Donovan closed his eyes and sighed, letting his head drop.
“You think if we were going to prosecute that, that it would be temporary?” he asked. “You need to understand. I don’t care. I don’t care about you or your ego or your career. I’m not here to negotiate or explain. I am not your buddy. I’m here to get your signature on all of these pieces of paper.”
Troy gritted his teeth. They had Xi taking over the lab for him, which wasn’t a bad pick. He didn’t know who he would have chosen, but he didn’t hate the idea of Xi taking over, if someone was going to do it.

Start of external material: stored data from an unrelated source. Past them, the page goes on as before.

//! Key-value storage backends for the preferences cache.

use std::collections::BTreeMap;
use std::path::Path;

use parking_lot::Mutex;
use rusqlite::{params, Connection, OptionalExtension};

use crate::types::CacheError;

/// Named keys of the persisted layout.
#[derive(Debug, Clone, Copy, PartialEq, Eq, Hash, PartialOrd, Ord)]
pub enum PrefKey {
    LocationName,
    Latitude,
    Longitude,
    TempC,
    TempF,
    MinTemp,
    MaxTemp,
    ConditionIcon,
    ConditionText,
    LastUpdated,
    LastUpdatedLocation,
}

#[derive(Debug, Clone, Copy, PartialEq, Eq)]
pub enum PrefKind {
    Text,
    Double,
    Long,
}

impl PrefKind {
    fn name(&self) -> &'static str {
        match self {
            Self::Text => "string",
            Self::Double => "double",
            Self::Long => "long",
        }
    }
}

impl PrefKey {
    pub const ALL: [PrefKey; 11] = [
        Self::LocationName,
        Self::Latitude,
        Self::Longitude,
        Self::TempC,
        Self::TempF,
        Self::MinTemp,
        Self::MaxTemp,
        Self::ConditionIcon,
        Self::ConditionText,
        Self::LastUpdated,
        Self::LastUpdatedLocation,
    ];

    pub fn as_str(&self) -> &'static str {
        match self {
            Self::LocationName => "last_location_name",
            Self::Latitude => "last_latitude",
            Self::Longitude => "last_longitude",
            Self::TempC => "last_temp_c",
            Self::TempF => "last_temp_f",
            Self::MinTemp => "last_min_temp",
            Self::MaxTemp => "last_max_temp",
            Self::ConditionIcon => "last_condition_icon",
            Self::ConditionText => "last_condition_text",
            Self::LastUpdated => "last_updated",
            Self::LastUpdatedLocation => "last_updated_location",
        }
    }

    pub fn kind(&self) -> PrefKind {
        match self {
            Self::LocationName | Self::ConditionIcon | Self::ConditionText => PrefKind::Text,
            Self::LastUpdated | Self::LastUpdatedLocation => PrefKind::Long,
            _ => PrefKind::Double,
        }
    }

    fn mismatch(&self) -> CacheError {
        CacheError::TypeMismatch {
            key: self.as_str(),
            expected: self.kind().name(),
        }
    }
}

#[derive(Debug, Clone, PartialEq)]
pub enum PrefValue {
    Text(String),
    Double(f64),
    Long(i64),
}

impl PrefValue {
    fn kind(&self) -> PrefKind {
        match self {
            Self::Text(_) => PrefKind::Text,
            Self::Double(_) => PrefKind::Double,
            Self::Long(_) => PrefKind::Long,
        }
    }
}

/// A typed key-value store. Each `apply` call is atomic: either every entry
/// of the batch is written or none is.
pub trait KeyValueStore: Send + Sync {
    fn get(&self, key: PrefKey) -> Result<Option<PrefValue>, CacheError>;

    fn apply(&self, batch: &[(PrefKey, PrefValue)]) -> Result<(), CacheError>;

    fn get_text(&self, key: PrefKey) -> Result<Option<String>, CacheError> {
        match self.get(key)? {
            None => Ok(None),
            Some(PrefValue::Text(s)) => Ok(Some(s)),
            Some(_) => Err(key.mismatch()),
        }
    }

    fn get_double(&self, key: PrefKey) -> Result<Option<f64>, CacheError> {
        match self.get(key)? {
            None => Ok(None),
            Some(PrefValue::Double(v)) => Ok(Some(v)),
            Some(_) => Err(key.mismatch()),
        }
    }

    fn get_long(&self, key: PrefKey) -> Result<Option<i64>, CacheError> {
        match self.get(key)? {
            None => Ok(None),
            Some(PrefValue::Long(v)) => Ok(Some(v)),
            Some(_) => Err(key.mismatch()),
        }
    }
}

fn check_batch(batch: &[(PrefKey, PrefValue)]) -> Result<(), CacheError> {
    for (key, value) in batch {
        if key.kind() != value.kind() {
            return Err(key.mismatch());
        }
    }
    Ok(())
}

/// In-process store. Nothing survives a restart.
#[derive(Debug, Default)]
pub struct MemoryKeyValueStore {
    entries: Mutex<BTreeMap<PrefKey, PrefValue>>,
}

impl MemoryKeyValueStore {
    pub fn new() -> Self {
        Self::default()
    }

    /// Copy of every stored entry.
    pub fn snapshot(&self) -> BTreeMap<PrefKey, PrefValue> {
        self.entries.lock().clone()
    }
}

impl KeyValueStore for MemoryKeyValueStore {
    fn get(&self, key: PrefKey) -> Result<Option<PrefValue>, CacheError> {
        Ok(self.entries.lock().get(&key).cloned())
    }

    fn apply(&self, batch: &[(PrefKey, PrefValue)]) -> Result<(), CacheError> {
        check_batch(batch)?;
        let mut entries = self.entries.lock();
        for (key, value) in batch {
            entries.insert(*key, value.clone());
        }
        Ok(())
    }
}

/// SQLite-backed store: one row per key, one typed column per value kind.
pub struct SqliteKeyValueStore {
    conn: Mutex<Connection>,
}

impl SqliteKeyValueStore {
    /// Open (or create) the store at the given path.
    pub fn open<P: AsRef<Path>>(path: P) -> Result<Self, CacheError> {
        let conn = Connection::open(path)?;
        let store = Self {
            conn: Mutex::new(conn),
        };
        store.init_schema()?;
        Ok(store)
    }

    /// Create an in-memory store.
    pub fn in_memory() -> Result<Self, CacheError> {
        let conn = Connection::open_in_memory()?;
        let store = Self {
            conn: Mutex::new(conn),
        };
        store.init_schema()?;
        Ok(store)
    }

    fn init_schema(&self) -> Result<(), CacheError> {
        self.conn.lock().execute_batch(
            r#"
            CREATE TABLE IF NOT EXISTS preferences (
                key TEXT PRIMARY KEY,
                text_value TEXT,
                real_value REAL,
                int_value INTEGER
            );
            "#,
        )?;
        Ok(())
    }
}

impl KeyValueStore for SqliteKeyValueStore {
    fn get(&self, key: PrefKey) -> Result<Option<PrefValue>, CacheError> {
        let conn = self.conn.lock();
        let row = conn
            .query_row(
                "SELECT text_value, real_value, int_value FROM preferences WHERE key = ?1",
                params![key.as_str()],
                |row| {
                    Ok((
                        row.get::<_, Option<String>>(0)?,
                        row.get::<_, Option<f64>>(1)?,
                        row.get::<_, Option<i64>>(2)?,
                    ))
                },
            )
            .optional()?;

        let Some((text, real, int)) = row else {
            return Ok(None);
        };

        let value = match key.kind() {
            PrefKind::Text => text.map(PrefValue::Text),
            PrefKind::Double => real.map(PrefValue::Double),
            PrefKind::Long => int.map(PrefValue::Long),
        };
        value.map(Some).ok_or_else(|| key.mismatch())
    }

    fn apply(&self, batch: &[(PrefKey, PrefValue)]) -> Result<(), CacheError> {
        check_batch(batch)?;
        let mut conn = self.conn.lock();
        let tx = conn.transaction()?;
        for (key, value) in batch {
            let (text, real, int) = match value {
                PrefValue::Text(s) => (Some(s.as_str()), None, None),
                PrefValue::Double(v) => (None, Some(*v), None),
                PrefValue::Long(v) => (None, None, Some(*v)),
            };
            tx.execute(
                "INSERT OR REPLACE INTO preferences (key, text_value, real_value, int_value)
                 VALUES (?1, ?2, ?3, ?4)",
                params![key.as_str(), text, real, int],
            )?;
        }
        tx.commit()?;
        Ok(())
    }
}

He looked up at Donovan. Donovan looked back at him with cold eyes.
Troy signed.
“Standard non-disclosure,” he said, sliding it across to Troy. Troy read it.
Looked up at Donovan.
Gritted his teeth harder.
He had a choice.
He could decline to sign it.
It would end his career. At this point, he knew it. It was already over, of course, but there was some suggestion that he could get it back. He just had to get through the rest of these.
There had to be hope. He refused to believe otherwise.
He signed. He ran the most confidential lab in the country, arguably the world, and this was a non-disclosure for people with access well over his head.
No wonder he’d needed the promotion, too.
Donovan sighed. Ran his hands over his slick hair, then shook his head and pushed the final sta
ck across to Troy.
“I’ve had three lawyers going through it since she turned up here this afternoon. Jesse was brutal, and he’d only been here six months. She’s a predator,” he said with what might have been a shudder. “Just like we taught her.”
Troy watched him hard, trying to get more out of it than that, then licked his lips and turned the first page on the last stack.
Words hit him like bricks, words that didn’t make sense. Even for legal language, it was thick. He found his eyes crossing.
“It’s all like this?” he asked. Donovan grunted. Troy shook his head, trying again. He needed his own lawyer to read this. He wasn’t going to have any idea what he was signing.
“Full of contingencies and triggered clauses,” Donovan muttered.
“Who wrote this?” Troy asked, almost afraid to hear the answer.
Donovan gave him a sarcastic look, standing and walking toward one of the windows.
“Who do you think?” he asked. Troy glowered down at the contract.
“She’s different, isn’t she?” he asked the contract more than Donovan.
Donovan said something, but Troy didn’t catch it.
“She gave it to you?” he asked. Donovan didn’t answer. Troy looked at it again, flipping the page just to have something different to look at.
His name was on it.
She’d written this for him.
“Can you control her?” Donovan asked.
“No,” Troy answered, too quickly with too much truth. Four in the morning, he reminded himself, straightening slightly.
“You’re going to have to learn,” Donovan muttered. “Quick.”
Control Cassie.
The thought had never crossed his mind. He didn’t have the first clue how to do it, or even why he’d want to.
She wrote it. She put his name on it.
He signed it.
*********
His first stop after the General’s office, via taxi, was his own apartment building, but Jesse’s apartment.
The Palta had torched it at one point, managing to burn the entire interior of the apartment in just a few seconds without damaging any of the surrounding structure or apartments. The investigators from the base had been unable to recover all of the mysterious, wonderful things he might have been hiding there, and Jesse had disappeared.